The Obelisk: Not that There’s Anything Wrong With It...
By Philip Schweier
November 20, 2010 - 14:54
Recently, my wife and I visited San Diego. No, it wasn’t to stake out a hotel room for next summer’s Comic-Con. After the volume of panhandlers we encountered downtown, I’m not sure I’d appreciate another trip to San Diego so soon.
But as we often do when we visit a new city, we made the rounds of the comic shops and game stores. One store in particular, the Obelisk on University Avenue, stood out...and I do mean OUT.
First let me start by saying that I am not so interested in the personal business of other people to care much what goes on in the privacy of their own homes. Live and let live.
Secondly, I have absolutely nothing against the gay community. I live in Savannah, GA, which has had the reputation for being #3 in the United States for gays per capita, ranking behind New York City and San Francisco. Whether that reputation is legitimate or not, I don’t know, nor do I care. I just know that I have had a number of friends, neighbors and co-workers who are/were homosexual.
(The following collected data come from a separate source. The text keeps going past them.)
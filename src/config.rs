//! Configuration management for lift-emu.
//!
//! Configuration is loaded from multiple sources in priority order:
//! 1. Environment variables (LIFT_EMU_FLOORS, etc.)
//! 2. Project-local config file (`./lift-emu.toml`)
//! 3. User config file (`~/.config/lift-emu/config.toml`)
//! 4. Built-in defaults
//!
//! # Config File Format
//!
//! ```toml
//! # lift-emu.toml
//!
//! # Number of floors of the emulated shaft
//! floors = 6
//!
//! # Upper bound on the steps a scenario may request
//! max_steps = 200
//! ```

use serde::{Deserialize, Serialize};
use std::path::{Path, PathBuf};
use std::sync::OnceLock;

use crate::lift::{DEFAULT_FLOORS, MAX_FLOORS};
use crate::testing::DEFAULT_MAX_STEPS;

/// Global cached configuration.
static CONFIG: OnceLock<Config> = OnceLock::new();

/// lift-emu configuration.
#[derive(Debug, Clone, Serialize, Deserialize, Default)]
#[serde(default)]
pub struct Config {
    /// Number of floors of the emulated shaft.
    pub floors: Option<usize>,

    /// Maximum number of steps a scenario may request.
    pub max_steps: Option<u32>,

    /// Directory of scenario manifests used by `suite`.
    pub scenario_dir: Option<String>,

    /// Program image to run instead of the built-in program.
    pub program_path: Option<String>,
}

impl Config {
    /// Load configuration from all sources.
    ///
    /// Priority (highest to lowest):
    /// 1. Environment variables
    /// 2. Project-local `lift-emu.toml`
    /// 3. User config `~/.config/lift-emu/config.toml`
    /// 4. Defaults
    pub fn load() -> Self {
        let mut config = Self::default();

        if let Some(user_config) = Self::load_user_config() {
            config.merge(user_config);
        }

        if let Some(local_config) = Self::load_local_config() {
            config.merge(local_config);
        }

        config.apply_env_overrides();

        config
    }

    /// Get the cached global configuration.
    ///
    /// Loads configuration on first call and caches it.
    pub fn get() -> &'static Config {
        CONFIG.get_or_init(|| {
            let config = Self::load();
            log::debug!("Loaded configuration: {:?}", config);
            config
        })
    }

    /// Number of floors, defaulting to 6.
    pub fn floors(&self) -> usize {
        self.floors.unwrap_or(DEFAULT_FLOORS)
    }

    /// Scenario step limit, defaulting to 200.
    pub fn max_steps(&self) -> u32 {
        self.max_steps.unwrap_or(DEFAULT_MAX_STEPS)
    }

    pub fn scenario_dir(&self) -> Option<PathBuf> {
        self.scenario_dir.as_ref().map(PathBuf::from)
    }

    pub fn program_path(&self) -> Option<PathBuf> {
        self.program_path.as_ref().map(PathBuf::from)
    }

    /// Load user configuration from ~/.config/lift-emu/config.toml
    fn load_user_config() -> Option<Self> {
        let config_path = Self::user_config_path()?;
        Self::load_from_file(&config_path)
    }

    /// Load project-local configuration from ./lift-emu.toml
    fn load_local_config() -> Option<Self> {
        Self::load_from_file(Path::new("lift-emu.toml"))
    }

    /// Load configuration from a specific file.
    fn load_from_file(path: &Path) -> Option<Self> {
        if !path.exists() {
            return None;
        }

        match std::fs::read_to_string(path) {
            Ok(content) => match toml::from_str(&content) {
                Ok(config) => {
                    log::info!("Loaded config from {}", path.display());
                    Some(config)
                }
                Err(e) => {
                    log::warn!("Failed to parse {}: {}", path.display(), e);
                    None
                }
            },
            Err(e) => {
                log::warn!("Failed to read {}: {}", path.display(), e);
                None
            }
        }
    }

    /// Merge another config into this one.
    /// Only overrides fields that are Some in the other config.
    fn merge(&mut self, other: Self) {
        if other.floors.is_some() {
            self.floors = other.floors;
        }
        if other.max_steps.is_some() {
            self.max_steps = other.max_steps;
        }
        if other.scenario_dir.is_some() {
            self.scenario_dir = other.scenario_dir;
        }
        if other.program_path.is_some() {
            self.program_path = other.program_path;
        }
    }

    /// Apply environment variable overrides.
    fn apply_env_overrides(&mut self) {
        self.apply_overrides(|key| std::env::var(key).ok());
    }

    fn apply_overrides(&mut self, lookup: impl Fn(&str) -> Option<String>) {
        if let Some(value) = lookup("LIFT_EMU_FLOORS") {
            match value.parse::<usize>() {
                Ok(floors) if floors == 0 || floors > MAX_FLOORS => {
                    log::warn!(
                        "Ignoring LIFT_EMU_FLOORS={}: must be between 1 and {}",
                        floors,
                        MAX_FLOORS
                    );
                }
                Ok(floors) => {
                    log::info!("Using LIFT_EMU_FLOORS from environment: {}", floors);
                    self.floors = Some(floors);
                }
                Err(e) => log::warn!("Ignoring LIFT_EMU_FLOORS={:?}: {}", value, e),
            }
        }
        if let Some(value) = lookup("LIFT_EMU_MAX_STEPS") {
            match value.parse::<u32>() {
                Ok(max_steps) => {
                    log::info!("Using LIFT_EMU_MAX_STEPS from environment: {}", max_steps);
                    self.max_steps = Some(max_steps);
                }
                Err(e) => log::warn!("Ignoring LIFT_EMU_MAX_STEPS={:?}: {}", value, e),
            }
        }
        if let Some(path) = lookup("LIFT_EMU_SCENARIO_DIR") {
            log::info!("Using LIFT_EMU_SCENARIO_DIR from environment: {}", path);
            self.scenario_dir = Some(path);
        }
        if let Some(path) = lookup("LIFT_EMU_PROGRAM") {
            log::info!("Using LIFT_EMU_PROGRAM from environment: {}", path);
            self.program_path = Some(path);
        }
    }

    /// Get the path to the user config file (for display/creation).
    pub fn user_config_path() -> Option<PathBuf> {
        dirs::config_dir().map(|d| d.join("lift-emu").join("config.toml"))
    }

    /// Generate a sample config file content.
    pub fn sample_config() -> String {
        r#"# lift-emu configuration
# Place this file at ~/.config/lift-emu/config.toml or ./lift-emu.toml

# Number of floors of the emulated shaft (default 6)
floors = 6

# Upper bound on the steps a scenario may request (default 200)
max_steps = 200

# Directory of scenario manifests for `lift-emu suite` (optional)
# scenario_dir = "./scenarios"

# Program image to run instead of the built-in program (optional)
# program_path = "./lift.bin"
"#
        .to_string()
    }
}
And according to one of my friends, there is a difference between “homosexual” and “gay.” The first is a sexual preference, the second is a cultural lifestyle. I was educated in this regard by a friend of mine who is quick to point out that he is one, not the other. He doesn’t like show tunes, dress especially well or live down to any of the other stereotypes.
The Obelisk in San Diego is a comic book store that caters to the gay community. And why not? As comic book publishers strive to reach new audiences, why wouldn’t there be gay readers, some of whom want comic books to which they can relate?
But let’s consider the content of mainstream popular comics: super-hero adventures, in space, fighting costumed villains with super-powers. Exactly how does anyone relate to THAT?
I’m sure I’m not alone in saying that I read comic books as an escape, as a form of entertainment to take me some place other that my normal, relatable daily life. Through comic books, I want to be on the bridge of a starship or running across rooftops in pursuit of a cat burglar or soaring through the air with the greatest of speed.
So while trying not to be critical, I think I can save myself by saying I don’t understand. I don’t understand why the Obelisk felt they had to point out certain comic book titles with stickers indicating “LGBT (lesbian/gay/bisexual/transgender) character in this series.”
Granted, the answer might appear obvious to some: the Obelisk is pushing a gay agenda. Fine. I have no problem if that’s the case. Anyone who takes issue with what the Obelisk is selling doesn’t have to patronize that store. It’s a free country.
Nevertheless, there are people who fall into any given socio-ethnic group – gays, blacks, Jews, et al. – who allow it to become part of their identity, yet still desire to be accepted for who they are rather than what they are. My argument is that when you hold what you are before you like a banner of some sort for all the world to see, then be prepared to be judged by it.
For instance, many years ago, The Tonight Show with Jay Leno
presented a young, up-and-coming comedian whose act consisted of stories of growing up in the ghetto, drug dealers and hip-hop culture. Following the stand-up routine, Leno talked with the young man, referring to him as a black comedian, which the guest seemed to resent. “Why must I be a black comedian,” he asked. “Why can’t I be simply a comedian?”
Well, because that’s what your act IS, ya dumb***! Get a clue!
So when a store pushes an agenda reflecting their customer base in some way, I tend to look at it as the same situation. If there is a desire to be accepted as “normal,” or “mainstream,” then it simply makes sense to NOT draw attention to that which makes such people different. But I could be completely wrong. Perhaps the Obelisk and its patrons aren’t interested in being regarded as normal or mainstream, and that’s okay. Individuality is a wonderful thing.
So to summarize, I encourage comic books to reach as broad an audience as possible, including homosexuals, and I have no problem with members of any given socio-ethnic group using a business to further their agenda, as long as they go about it with realistic expectations.
Nevertheless, I still question the need to label “LGBT” titles. These are comic books featuring overly-muscled people in skin-tight outfits smacking each other around.
I just think pointing out gay content seems a little redundant.